* _Brief_
Send back the records in full, character for character.
§
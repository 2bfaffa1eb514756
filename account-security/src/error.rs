//! Error taxonomy for the account security engine.
//!
//! Expected outcomes (failed validation, locked accounts, insufficient
//! history) are modeled as typed results on the services that produce them;
//! the variants here exist for callers that want to collapse those outcomes
//! into an error channel, plus the genuinely exceptional cases.

use chrono::{DateTime, Utc};
use thiserror::Error;

use crate::store::StoreError;

/// Result type alias used across the engine.
pub type Result<T> = std::result::Result<T, SecurityError>;

#[derive(Debug, Error)]
pub enum SecurityError {
    #[error("{0} not found")]
    NotFound(String),

    #[error("conflict: {0}")]
    Conflict(String),

    /// Password failed policy validation. Carries the full structured error
    /// list, not a single message.
    #[error("password does not meet policy requirements")]
    ValidationFailed(Vec<String>),

    /// Login attempted against a currently locked account.
    #[error("account is locked until {until}")]
    LockedOut { until: DateTime<Utc> },

    /// Transient persistent-store failure. Retryable by the caller.
    #[error("store unavailable: {0}")]
    Store(#[source] anyhow::Error),

    #[error("hash provider failure: {0}")]
    Hash(#[source] anyhow::Error),

    /// The caller cancelled a long-running analysis.
    #[error("operation cancelled")]
    Cancelled,

    #[error("configuration error: {0}")]
    Config(String),
}

impl SecurityError {
    /// Whether the caller may retry the failed operation with backoff.
    ///
    /// Only transient store unavailability qualifies; validation, lockout,
    /// and lookup failures are terminal outcomes for that call.
    pub fn is_retryable(&self) -> bool {
        matches!(self, SecurityError::Store(_))
    }
}

impl From<StoreError> for SecurityError {
    fn from(err: StoreError) -> Self {
        match err {
            StoreError::Unavailable(e) => SecurityError::Store(e),
            StoreError::Conflict(msg) => SecurityError::Conflict(msg),
            StoreError::NotFound(what) => SecurityError::NotFound(what),
        }
    }
}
§
* _Answer box_
repository 2bfaffa1eb514756
filename account-security/src/error.rs
//! Error taxonomy for the account security engine.
//!
//! Expected outcomes (failed validation, locked accounts, insufficient
//! history) are modeled as typed results on the services that produce them;
//! the variants here exist for callers that want to collapse those outcomes
//! into an error channel, plus the genuinely exceptional cases.

use chrono::{DateTime, Utc};
use thiserror::Error;

use crate::store::StoreError;

/// Result type alias used across the engine.
pub type Result<T> = std::result::Result<T, SecurityError>;

#[derive(Debug, Error)]
pub enum SecurityError {
    #[error("{0} not found")]
    NotFound(String),

    #[error("conflict: {0}")]
    Conflict(String),

    /// Password failed policy validation. Carries the full structured error
    /// list, not a single message.
    #[error("password does not meet policy requirements")]
    ValidationFailed(Vec<String>),

    /// Login attempted against a currently locked account.
    #[error("account is locked until {until}")]
    LockedOut { until: DateTime<Utc> },

    /// Transient persistent-store failure. Retryable by the caller.
    #[error("store unavailable: {0}")]
    Store(#[source] anyhow::Error),

    #[error("hash provider failure: {0}")]
    Hash(#[source] anyhow::Error),

    /// The caller cancelled a long-running analysis.
    #[error("operation cancelled")]
    Cancelled,

    #[error("configuration error: {0}")]
    Config(String),
}

impl SecurityError {
    /// Whether the caller may retry the failed operation with backoff.
    ///
    /// Only transient store unavailability qualifies; validation, lockout,
    /// and lookup failures are terminal outcomes for that call.
    pub fn is_retryable(&self) -> bool {
        matches!(self, SecurityError::Store(_))
    }
}

impl From<StoreError> for SecurityError {
    fn from(err: StoreError) -> Self {
        match err {
            StoreError::Unavailable(e) => SecurityError::Store(e),
            StoreError::Conflict(msg) => SecurityError::Conflict(msg),
            StoreError::NotFound(what) => SecurityError::NotFound(what),
        }
    }
}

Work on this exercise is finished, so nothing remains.